───── Data for processing ─────

use crate::{
    ast::{BinaryOperator, Program},
    ir::{Module, Type},
    token::Spanned,
};

mod generator;

pub use generator::CodeGenerator;

pub const DEFAULT_MODULE_NAME: &str = "awara";

/// Runtime entry point which prints a value.
pub const PRINT_ENTRY_POINT: &str = "dikha_bhai";

/// Runtime entry point which hands a heap value to the collector.
pub const GC_REGISTER_ENTRY_POINT: &str = "GC_register";

/// Runtime entry point which formats an `i32` as a new string.
pub const INT_TO_STRING_ENTRY_POINT: &str = "awara_int_to_str";

/// Runtime entry point which formats an `i1` as `true` or `false`.
pub const BOOL_TO_STRING_ENTRY_POINT: &str = "awara_bool_to_str";

/// Lowers the program into a new module named [`DEFAULT_MODULE_NAME`].
pub fn generate(program: &Program) -> Result<Module, Spanned<Error>> {
    CodeGenerator::new(DEFAULT_MODULE_NAME).generate(program)
}

#[derive(Clone, Debug, PartialEq, Eq)]
pub enum Error {
    /// A number literal which doesn't fit in an `i32`.
    MalformedLiteral { raw: Box<str> },
    /// A parameter type other than `int` or `string`.
    UnlowerableType { name: Box<str> },
    MissingValue,
    InvalidOperands {
        op: BinaryOperator,
        lhs: Type,
        rhs: Type,
    },
    DuplicateFunction { name: Box<str> },
    DuplicateParameter { name: Box<str> },
}
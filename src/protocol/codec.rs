//! Protocol codec
//!
//! Encoding and decoding functions for the wire protocol.
//!
//! ## Wire Format
//!
//! ```text
//! ┌────────┬─────────┬────────────┬───────────┬────────────┬──────┬─────────┐
//! │ Hdr(1) │ Code(1) │ MsgId (2)  │ Token (4) │ Options... │ 0xFF │ Payload │
//! └────────┴─────────┴────────────┴───────────┴────────────┴──────┴─────────┘
//! ```
//!
//! All multi-byte fields are big-endian. Message id and token are opaque
//! values chosen by the client; the device echoes them back.
//!
//! The response decoder does not interpret options. Each option group is a
//! byte whose low nibble is the length of the value that follows, and the
//! whole group is skipped to reach the payload.

use bytes::{Buf, BufMut};
use rand::Rng;

use crate::error::DecodeError;
use super::options::{decode_options, encode_options, OPTION_END};
use super::{Request, RequestCode, Response, ResponseCode};

/// Request header byte: version 1, confirmable, token length 4
pub const REQUEST_HEADER: u8 = 0x44;

/// Response header byte: version 1, acknowledgement, token length 4
pub const RESPONSE_HEADER: u8 = 0x64;

/// Fixed part of every message: header (1) + code (1) + msg id (2) + token (4)
pub const HEADER_SIZE: usize = 8;

// =============================================================================
// Request Encoding/Decoding
// =============================================================================

/// Encode a request with a random message id and token
pub fn encode_request(request: &Request) -> Vec<u8> {
    let mut rng = rand::thread_rng();
    encode_request_with(request, rng.gen(), rng.gen())
}

/// Encode a request with the given message id and token
///
/// Format: 0x44 + code (1) + msg_id (2) + token (4) + options + payload
pub fn encode_request_with(request: &Request, message_id: u16, token: u32) -> Vec<u8> {
    let options = encode_options(&request.options);

    let mut message = Vec::with_capacity(HEADER_SIZE + options.len() + request.payload.len());
    message.put_u8(REQUEST_HEADER);
    message.put_u8(request.code as u8);
    message.put_u16(message_id);
    message.put_u32(token);
    message.put_slice(&options);
    message.put_slice(&request.payload);

    message
}

/// Decode a request datagram
///
/// Returns the request together with its message id and token so that a
/// responder can echo them.
pub fn decode_request(bytes: &[u8]) -> Result<(Request, u16, u32), DecodeError> {
    let mut buf = bytes;
    let (code, message_id, token) = decode_header(&mut buf)?;
    let code = RequestCode::try_from(code)?;

    let options = decode_options(&mut buf)?;

    let request = Request {
        code,
        options,
        payload: buf.to_vec(),
    };
    Ok((request, message_id, token))
}

// =============================================================================
// Response Encoding/Decoding
// =============================================================================

/// Encode a response datagram
///
/// Format: 0x64 + code (1) + msg_id (2) + token (4) + 0xFF + payload
pub fn encode_response(response: &Response) -> Vec<u8> {
    let mut message = Vec::with_capacity(HEADER_SIZE + 1 + response.payload.len());
    message.put_u8(RESPONSE_HEADER);
    message.put_u8(response.code as u8);
    message.put_u16(response.message_id);
    message.put_u32(response.token);
    message.put_u8(OPTION_END);
    message.put_slice(&response.payload);

    message
}

/// Decode a response datagram
pub fn decode_response(bytes: &[u8]) -> Result<Response, DecodeError> {
    let mut buf = bytes;
    let (code, message_id, token) = decode_header(&mut buf)?;
    let code = ResponseCode::try_from(code)?;

    skip_options(&mut buf)?;

    Ok(Response {
        code,
        message_id,
        token,
        payload: buf.to_vec(),
    })
}

// =============================================================================
// Helpers
// =============================================================================

/// Read the fixed header, returning the raw code, message id and token
fn decode_header(buf: &mut &[u8]) -> Result<(u8, u16, u32), DecodeError> {
    if buf.remaining() < HEADER_SIZE {
        return Err(DecodeError::truncated("header", HEADER_SIZE, buf.remaining()));
    }

    // Version, type and token length are fixed for this device
    buf.advance(1);

    let code = buf.get_u8();
    let message_id = buf.get_u16();
    let token = buf.get_u32();

    Ok((code, message_id, token))
}

/// Skip option groups up to and including the END marker
///
/// A datagram that ends without an END marker simply has no payload.
fn skip_options(buf: &mut &[u8]) -> Result<(), DecodeError> {
    while let Some(&byte) = buf.first() {
        if byte == OPTION_END {
            buf.advance(1);
            break;
        }

        buf.advance(1);
        let length = (byte & 0x0F) as usize;
        if buf.remaining() < length {
            return Err(DecodeError::truncated("option value", length, buf.remaining()));
        }
        buf.advance(length);
    }

    Ok(())
}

─────

The records above must be reproduced word for word.

> **Solution for this exercise**:
use crate::{
    ast::{BinaryOperator, Program},
    ir::{Module, Type},
    token::Spanned,
};

mod generator;

pub use generator::CodeGenerator;

pub const DEFAULT_MODULE_NAME: &str = "awara";

/// Runtime entry point which prints a value.
pub const PRINT_ENTRY_POINT: &str = "dikha_bhai";

/// Runtime entry point which hands a heap value to the collector.
pub const GC_REGISTER_ENTRY_POINT: &str = "GC_register";

/// Runtime entry point which formats an `i32` as a new string.
pub const INT_TO_STRING_ENTRY_POINT: &str = "awara_int_to_str";

/// Runtime entry point which formats an `i1` as `true` or `false`.
pub const BOOL_TO_STRING_ENTRY_POINT: &str = "awara_bool_to_str";

/// Lowers the program into a new module named [`DEFAULT_MODULE_NAME`].
pub fn generate(program: &Program) -> Result<Module, Spanned<Error>> {
    CodeGenerator::new(DEFAULT_MODULE_NAME).generate(program)
}

#[derive(Clone, Debug, PartialEq, Eq)]
pub enum Error {
    /// A number literal which doesn't fit in an `i32`.
    MalformedLiteral { raw: Box<str> },
    /// A parameter type other than `int` or `string`.
    UnlowerableType { name: Box<str> },
    MissingValue,
    InvalidOperands {
        op: BinaryOperator,
        lhs: Type,
        rhs: Type,
    },
    DuplicateFunction { name: Box<str> },
    DuplicateParameter { name: Box<str> },
}
filename src/protocol/codec.rs
//! Protocol codec
//!
//! Encoding and decoding functions for the wire protocol.
//!
//! ## Wire Format
//!
//! ```text
//! ┌────────┬─────────┬────────────┬───────────┬────────────┬──────┬─────────┐
//! │ Hdr(1) │ Code(1) │ MsgId (2)  │ Token (4) │ Options... │ 0xFF │ Payload │
//! └────────┴─────────┴────────────┴───────────┴────────────┴──────┴─────────┘
//! ```
//!
//! All multi-byte fields are big-endian. Message id and token are opaque
//! values chosen by the client; the device echoes them back.
//!
//! The response decoder does not interpret options. Each option group is a
//! byte whose low nibble is the length of the value that follows, and the
//! whole group is skipped to reach the payload.

use bytes::{Buf, BufMut};
use rand::Rng;

use crate::error::DecodeError;
use super::options::{decode_options, encode_options, OPTION_END};
use super::{Request, RequestCode, Response, ResponseCode};

/// Request header byte: version 1, confirmable, token length 4
pub const REQUEST_HEADER: u8 = 0x44;

/// Response header byte: version 1, acknowledgement, token length 4
pub const RESPONSE_HEADER: u8 = 0x64;

/// Fixed part of every message: header (1) + code (1) + msg id (2) + token (4)
pub const HEADER_SIZE: usize = 8;

// =============================================================================
// Request Encoding/Decoding
// =============================================================================

/// Encode a request with a random message id and token
pub fn encode_request(request: &Request) -> Vec<u8> {
    let mut rng = rand::thread_rng();
    encode_request_with(request, rng.gen(), rng.gen())
}

/// Encode a request with the given message id and token
///
/// Format: 0x44 + code (1) + msg_id (2) + token (4) + options + payload
pub fn encode_request_with(request: &Request, message_id: u16, token: u32) -> Vec<u8> {
    let options = encode_options(&request.options);

    let mut message = Vec::with_capacity(HEADER_SIZE + options.len() + request.payload.len());
    message.put_u8(REQUEST_HEADER);
    message.put_u8(request.code as u8);
    message.put_u16(message_id);
    message.put_u32(token);
    message.put_slice(&options);
    message.put_slice(&request.payload);

    message
}

/// Decode a request datagram
///
/// Returns the request together with its message id and token so that a
/// responder can echo them.
pub fn decode_request(bytes: &[u8]) -> Result<(Request, u16, u32), DecodeError> {
    let mut buf = bytes;
    let (code, message_id, token) = decode_header(&mut buf)?;
    let code = RequestCode::try_from(code)?;

    let options = decode_options(&mut buf)?;

    let request = Request {
        code,
        options,
        payload: buf.to_vec(),
    };
    Ok((request, message_id, token))
}

// =============================================================================
// Response Encoding/Decoding
// =============================================================================

/// Encode a response datagram
///
/// Format: 0x64 + code (1) + msg_id (2) + token (4) + 0xFF + payload
pub fn encode_response(response: &Response) -> Vec<u8> {
    let mut message = Vec::with_capacity(HEADER_SIZE + 1 + response.payload.len());
    message.put_u8(RESPONSE_HEADER);
    message.put_u8(response.code as u8);
    message.put_u16(response.message_id);
    message.put_u32(response.token);
    message.put_u8(OPTION_END);
    message.put_slice(&response.payload);

    message
}

/// Decode a response datagram
pub fn decode_response(bytes: &[u8]) -> Result<Response, DecodeError> {
    let mut buf = bytes;
    let (code, message_id, token) = decode_header(&mut buf)?;
    let code = ResponseCode::try_from(code)?;

    skip_options(&mut buf)?;

    Ok(Response {
        code,
        message_id,
        token,
        payload: buf.to_vec(),
    })
}

// =============================================================================
// Helpers
// =============================================================================

/// Read the fixed header, returning the raw code, message id and token
fn decode_header(buf: &mut &[u8]) -> Result<(u8, u16, u32), DecodeError> {
    if buf.remaining() < HEADER_SIZE {
        return Err(DecodeError::truncated("header", HEADER_SIZE, buf.remaining()));
    }

    // Version, type and token length are fixed for this device
    buf.advance(1);

    let code = buf.get_u8();
    let message_id = buf.get_u16();
    let token = buf.get_u32();

    Ok((code, message_id, token))
}

/// Skip option groups up to and including the END marker
///
/// A datagram that ends without an END marker simply has no payload.
fn skip_options(buf: &mut &[u8]) -> Result<(), DecodeError> {
    while let Some(&byte) = buf.first() {
        if byte == OPTION_END {
            buf.advance(1);
            break;
        }

        buf.advance(1);
        let length = (byte & 0x0F) as usize;
        if buf.remaining() < length {
            return Err(DecodeError::truncated("option value", length, buf.remaining()));
        }
        buf.advance(length);
    }

    Ok(())
}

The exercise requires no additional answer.